Aesthetic Programming: A Handbook of Software Studies
by Winnie Soon and Geoff Cox
Aesthetic Programming explores the technical as well as cultural imaginaries of programming from its insides. It follows the principle that the growing importance of software requires a new kind of cultural thinking — and curriculum — that can account for, and with which to better understand the politics and aesthetics of algorithmic procedures, data processing and abstraction. It takes a particular interest in power relations that are relatively under-acknowledged in technical subjects, concerning class and capitalism, gender and sexuality, as well as race and the legacies of colonialism. This is not only related to the politics of representation but also nonrepresentation: how power differentials are implicit in code in terms of binary logic, hierarchies, naming of the attributes, and how particular worldviews are reinforced and perpetuated through computation. It introduces and demonstrates the reflexive practice of aesthetic programming, engaging with learning to program as a way to understand and question existing technological objects and paradigms, and to explore the potential for reprogramming wider eco-socio-technical systems. The book itself follows this approach, and is offered as a computational object open to modification and reversioning.

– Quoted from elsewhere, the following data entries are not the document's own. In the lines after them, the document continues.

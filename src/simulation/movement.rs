//! Movement and strip boundary handling
//!
//! Agents walk along a strip `[0, strip_width]`. Reaching an edge either
//! bounces them back or sends them off-screen; an agent that left always
//! walks back in, from the far side or turning around on the same side, so
//! nobody pops across the strip or stays gone.

use rand::Rng;

use crate::core::config::SimulationConfig;
use crate::entity::agent::Agent;
use crate::entity::behavior::BehaviorState;
use crate::simulation::events::AgentEvent;

/// Base speed (px/s) for a state before tier and personality scaling
pub fn base_speed(state: BehaviorState, config: &SimulationConfig) -> f32 {
    match state {
        BehaviorState::Walking | BehaviorState::Exiting | BehaviorState::Entering => {
            config.walk_speed
        }
        BehaviorState::Running => config.run_speed,
        _ => 0.0,
    }
}

/// Signed horizontal velocity for the agent's current state and facing
pub fn velocity(agent: &Agent, config: &SimulationConfig) -> f32 {
    base_speed(agent.state, config)
        * agent.speed.multiplier()
        * agent.variation.speed_factor
        * agent.direction.sign()
}

/// What the boundary check did this step
#[derive(Debug, Clone, Copy, PartialEq, Eq)]
pub enum BoundaryOutcome {
    None,
    Bounced,
    StartedExit,
    /// Left the strip and came back from the opposite side
    ReenteredOpposite,
    /// Left the strip and turned around on the same side
    ReenteredSame,
    Entered,
}

/// Integrate position and apply the boundary policy for one step
pub fn update_movement<R: Rng>(
    agent: &mut Agent,
    dt: f32,
    config: &SimulationConfig,
    rng: &mut R,
    events: &mut Vec<AgentEvent>,
) -> BoundaryOutcome {
    let v = velocity(agent, config);
    if v == 0.0 {
        return BoundaryOutcome::None;
    }
    agent.position.x += v * dt;

    let width = config.strip_width;
    let size = agent.width();

    match agent.state {
        BehaviorState::Walking | BehaviorState::Running => {
            let moving_right = v > 0.0;
            let hit_right = moving_right && agent.position.x + size >= width;
            let hit_left = !moving_right && agent.position.x <= 0.0;
            if !hit_right && !hit_left {
                return BoundaryOutcome::None;
            }

            if rng.gen::<f32>() < agent.variation.edge_exit_probability {
                agent.enter_state(BehaviorState::Exiting, rng, events);
                BoundaryOutcome::StartedExit
            } else {
                agent.position.x = if hit_right { width - size } else { 0.0 };
                agent.set_direction(agent.direction.flipped(), events);
                BoundaryOutcome::Bounced
            }
        }
        BehaviorState::Exiting => {
            let cleared = agent.position.x >= width || agent.position.x + size <= 0.0;
            if !cleared || agent.has_exited {
                return BoundaryOutcome::None;
            }
            agent.has_exited = true;

            let outcome = if rng.gen_bool(0.5) {
                // Come back in from the far side, still walking the same way
                agent.position.x = if agent.direction.sign() > 0.0 { -size } else { width };
                BoundaryOutcome::ReenteredOpposite
            } else {
                agent.set_direction(agent.direction.flipped(), events);
                BoundaryOutcome::ReenteredSame
            };
            agent.enter_state(BehaviorState::Entering, rng, events);
            outcome
        }
        BehaviorState::Entering => {
            let margin = size / 2.0;
            if agent.position.x >= margin && agent.position.x + size <= width - margin {
                agent.has_exited = false;
                agent.enter_state(BehaviorState::Walking, rng, events);
                BoundaryOutcome::Entered
            } else {
                BoundaryOutcome::None
            }
        }
        _ => BoundaryOutcome::None,
    }
}
//! Command pipeline
//!
//! User and host requests arrive as `Command` values and are applied to the
//! scheduler by `CommandExecutor`.

pub mod executor;

pub use executor::{Command, CommandExecutor, CommandOutcome, ExternalOutcome};
//! Simulation configuration with documented constants
//!
//! All magic numbers are collected here with explanations of their purpose
//! and how they interact with each other. A config is constructed explicitly
//! and handed to the `Scheduler`; there is no process-wide instance.

use serde::{Deserialize, Serialize};
use std::path::Path;

use crate::core::error::{CritterError, Result};

/// Configuration for the simulation systems
///
/// These values have been tuned for a desktop strip roughly one screen wide.
/// Changing them will affect pacing and feel.
#[derive(Debug, Clone, PartialEq, Serialize, Deserialize)]
#[serde(default)]
pub struct SimulationConfig {
    // === TICK ===
    /// Fixed tick rate of the scheduler (Hz)
    pub tick_rate_hz: f32,

    /// Seed for the simulation RNG. `None` seeds from entropy.
    pub seed: Option<u64>,

    // === STRIP ===
    /// Width of the strip agents walk along (pixels)
    ///
    /// Must comfortably fit an agent plus its half-width entry margins,
    /// see `validate`.
    pub strip_width: f32,

    /// Fixed floor offset used as every grounded agent's `y`
    pub floor_y: f32,

    /// How far above the floor floating species hover
    pub float_height: f32,

    /// Default render size of a new agent (pixels, square)
    pub agent_size: u32,

    /// Maximum number of agents on the strip at once
    pub max_agents: usize,

    // === MOVEMENT ===
    /// Base walking speed (px/s), also used while exiting and entering
    pub walk_speed: f32,

    /// Base running speed (px/s), about 2.7x walking
    pub run_speed: f32,

    /// Speed at which a chasing agent closes on the ball (px/s)
    pub chase_speed: f32,

    // === BALL ===
    /// Velocity multiplier applied once per physics step
    pub ball_friction: f32,

    /// Fraction of speed kept when bouncing off a strip edge
    pub ball_restitution: f32,

    /// Below this speed (px/s) the ball is considered stopped
    pub ball_stop_threshold: f32,

    /// Ball diameter (pixels)
    pub ball_size: f32,

    /// Distance between agent centre and ball centre that counts as a catch
    pub catch_radius: f32,

    /// Seconds between a throw and picking the chaser
    pub throw_assign_delay: f32,

    /// Throw speed range for autonomous and user throws (px/s)
    pub throw_speed_min: f32,
    pub throw_speed_max: f32,

    /// Per-second chance that an agent throws a ball on its own
    ///
    /// Multiplied by the tick delta, so at 0.01 a throw happens on average
    /// once every 100 seconds of eligible time.
    pub autonomous_throw_rate: f32,

    /// Minimum seconds between any two throws before an autonomous one
    pub autonomous_throw_cooldown: f32,

    // === SOCIAL ===
    /// Seconds between proximity scans
    pub greeting_cooldown: f32,

    /// Per-second chance that an idle agent starts a random behavior
    pub random_behavior_rate: f32,

    // === RENDERING ===
    /// Maximum number of rendered frames kept in the frame cache
    pub cache_capacity: usize,
}

impl Default for SimulationConfig {
    fn default() -> Self {
        Self {
            tick_rate_hz: 30.0,
            seed: None,

            strip_width: 1280.0,
            floor_y: 96.0,
            float_height: 24.0,
            agent_size: 64,
            max_agents: 12,

            // Running at 2.7x walking
            walk_speed: 40.0,
            run_speed: 108.0,
            chase_speed: 150.0,

            ball_friction: 0.98,
            ball_restitution: 0.7,
            ball_stop_threshold: 5.0,
            ball_size: 16.0,
            catch_radius: 24.0,
            throw_assign_delay: 0.4,
            throw_speed_min: 250.0,
            throw_speed_max: 400.0,
            autonomous_throw_rate: 0.01,
            autonomous_throw_cooldown: 45.0,

            greeting_cooldown: 8.0,
            random_behavior_rate: 0.02,

            cache_capacity: 512,
        }
    }
}

impl SimulationConfig {
    /// Create a new config with default values
    pub fn new() -> Self {
        Self::default()
    }

    /// Seconds per tick at the configured rate
    pub fn tick_delta(&self) -> f32 {
        1.0 / self.tick_rate_hz
    }

    /// Largest agent that still fits the Entering margins on this strip
    pub fn max_agent_size(&self) -> u32 {
        (self.strip_width / 3.0).max(1.0) as u32
    }

    /// Parse a config from TOML. Missing keys keep their defaults.
    pub fn from_toml_str(content: &str) -> Result<Self> {
        let config: SimulationConfig = toml::from_str(content)?;
        config.validate().map_err(CritterError::Config)?;
        Ok(config)
    }

    /// Load a config file from disk
    pub fn load(path: &Path) -> Result<Self> {
        let content = std::fs::read_to_string(path)?;
        Self::from_toml_str(&content)
    }

    /// Validate configuration for internal consistency
    pub fn validate(&self) -> std::result::Result<(), String> {
        if self.tick_rate_hz <= 0.0 {
            return Err(format!("tick_rate_hz ({}) must be positive", self.tick_rate_hz));
        }

        // Entering needs half a body of margin on each side plus the body itself
        let min_width = self.agent_size as f32 * 3.0;
        if self.strip_width < min_width {
            return Err(format!(
                "strip_width ({}) should be >= 3 x agent_size ({})",
                self.strip_width, min_width
            ));
        }

        if self.walk_speed <= 0.0 || self.run_speed <= self.walk_speed {
            return Err(format!(
                "speeds must satisfy 0 < walk_speed ({}) < run_speed ({})",
                self.walk_speed, self.run_speed
            ));
        }

        if !(0.0..1.0).contains(&self.ball_friction) || !(0.0..=1.0).contains(&self.ball_restitution) {
            return Err("ball_friction must be in [0, 1) and ball_restitution in [0, 1]".into());
        }

        let positive = [
            ("chase_speed", self.chase_speed),
            ("catch_radius", self.catch_radius),
            ("ball_stop_threshold", self.ball_stop_threshold),
            ("ball_size", self.ball_size),
            ("greeting_cooldown", self.greeting_cooldown),
        ];
        for (name, value) in positive {
            if !value.is_finite() || value <= 0.0 {
                return Err(format!("{} ({}) must be positive and finite", name, value));
            }
        }

        if self.throw_speed_min > self.throw_speed_max {
            return Err(format!(
                "throw_speed_min ({}) should be <= throw_speed_max ({})",
                self.throw_speed_min, self.throw_speed_max
            ));
        }

        if self.cache_capacity == 0 {
            return Err("cache_capacity must be at least 1".into());
        }

        if self.max_agents == 0 {
            return Err("max_agents must be at least 1".into());
        }

        Ok(())
    }
}

#[cfg(test)]
mod tests {
    use super::*;

    #[test]
    fn test_default_config_is_valid() {
        assert!(SimulationConfig::default().validate().is_ok());
    }

    #[test]
    fn test_run_speed_is_about_2_7_walk() {
        let config = SimulationConfig::default();
        let ratio = config.run_speed / config.walk_speed;
        assert!((ratio - 2.7).abs() < 0.01);
    }

    #[test]
    fn test_partial_toml_keeps_defaults() {
        let config = SimulationConfig::from_toml_str(
            r#"
            strip_width = 800.0
            seed = 7
            "#,
        )
        .unwrap();
        assert_eq!(config.strip_width, 800.0);
        assert_eq!(config.seed, Some(7));
        assert_eq!(config.greeting_cooldown, SimulationConfig::default().greeting_cooldown);
    }

    #[test]
    fn test_narrow_strip_rejected() {
        let result = SimulationConfig::from_toml_str("strip_width = 100.0");
        assert!(matches!(result, Err(CritterError::Config(_))));
    }

    #[test]
    fn test_non_positive_chase_and_ball_values_rejected() {
        for field in [
            "chase_speed",
            "catch_radius",
            "ball_stop_threshold",
            "ball_size",
            "greeting_cooldown",
        ] {
            let result = SimulationConfig::from_toml_str(&format!("{} = 0.0", field));
            assert!(matches!(result, Err(CritterError::Config(_))), "{}", field);
        }
        let config = SimulationConfig {
            chase_speed: f32::NAN,
            ..SimulationConfig::default()
        };
        assert!(config.validate().is_err());
    }

    #[test]
    fn test_max_agent_size_is_a_third_of_the_strip() {
        let config = SimulationConfig::default();
        assert_eq!(config.max_agent_size(), 426);
        assert!(config.agent_size <= config.max_agent_size());
    }

    #[test]
    fn test_tick_delta() {
        let config = SimulationConfig::default();
        assert!((config.tick_delta() - 1.0 / 30.0).abs() < 1e-6);
    }
}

Instructive, imaginative and accessible, this is an introduction to programming like no other. Aesthetic Programming opens up the thinking in software in a vivid, critical and creative manner; it is a book full of procedural pleasures and witty algorithms that also poses a remarkable set of questions about contemporary digital life.Matthew Fuller, Professor of Cultural Studies, Goldsmiths, University of LondonSkilfully moving across the instructional, the pedagogic, and the critical, Aesthetic Programming makes an expansive contribution to computational thinking. Engaging with programming from a practice-based approach, this illuminating text demonstrates how critical aesthetics can transform programming. Recipe book, code library, poetic manual, convivial instructional, and primer to computing imaginaries all assemble into this compelling and indispensable addition to software studies.Jennifer Gabrys, Chair in Media, Culture and Environment, University of CambridgeAuthor Bios
Geoff Cox likes not to think of himself as an old white man from a parochial island but is clearly in denial. At least other aspects of his identity are thankfully more ambiguous and fluid. Research interests lie broadly across contemporary aesthetics, cultural theory, software studies, and image politics, reflected in his academic position as Associate Professor and co-Director of the Centre for the Study of the Networked Image at London South Bank University, UK, and as visiting academic at Aarhus University, Denmark.
Winnie Soon was born and raised in Hong Kong, increasingly aware of, and confronting, identity politics regarding colonial legacy and postcolonial authoritarianism. As an artist-coder-researcher, she/they is interested in queering the intersections of technical and artistic practices as a feminist praxis, with works appearing in museums, galleries, festivals, distributed networks, papers and books. Researching in the areas of software studies and computational practices, she/they is currently Assistant Professor at Aarhus University, Denmark.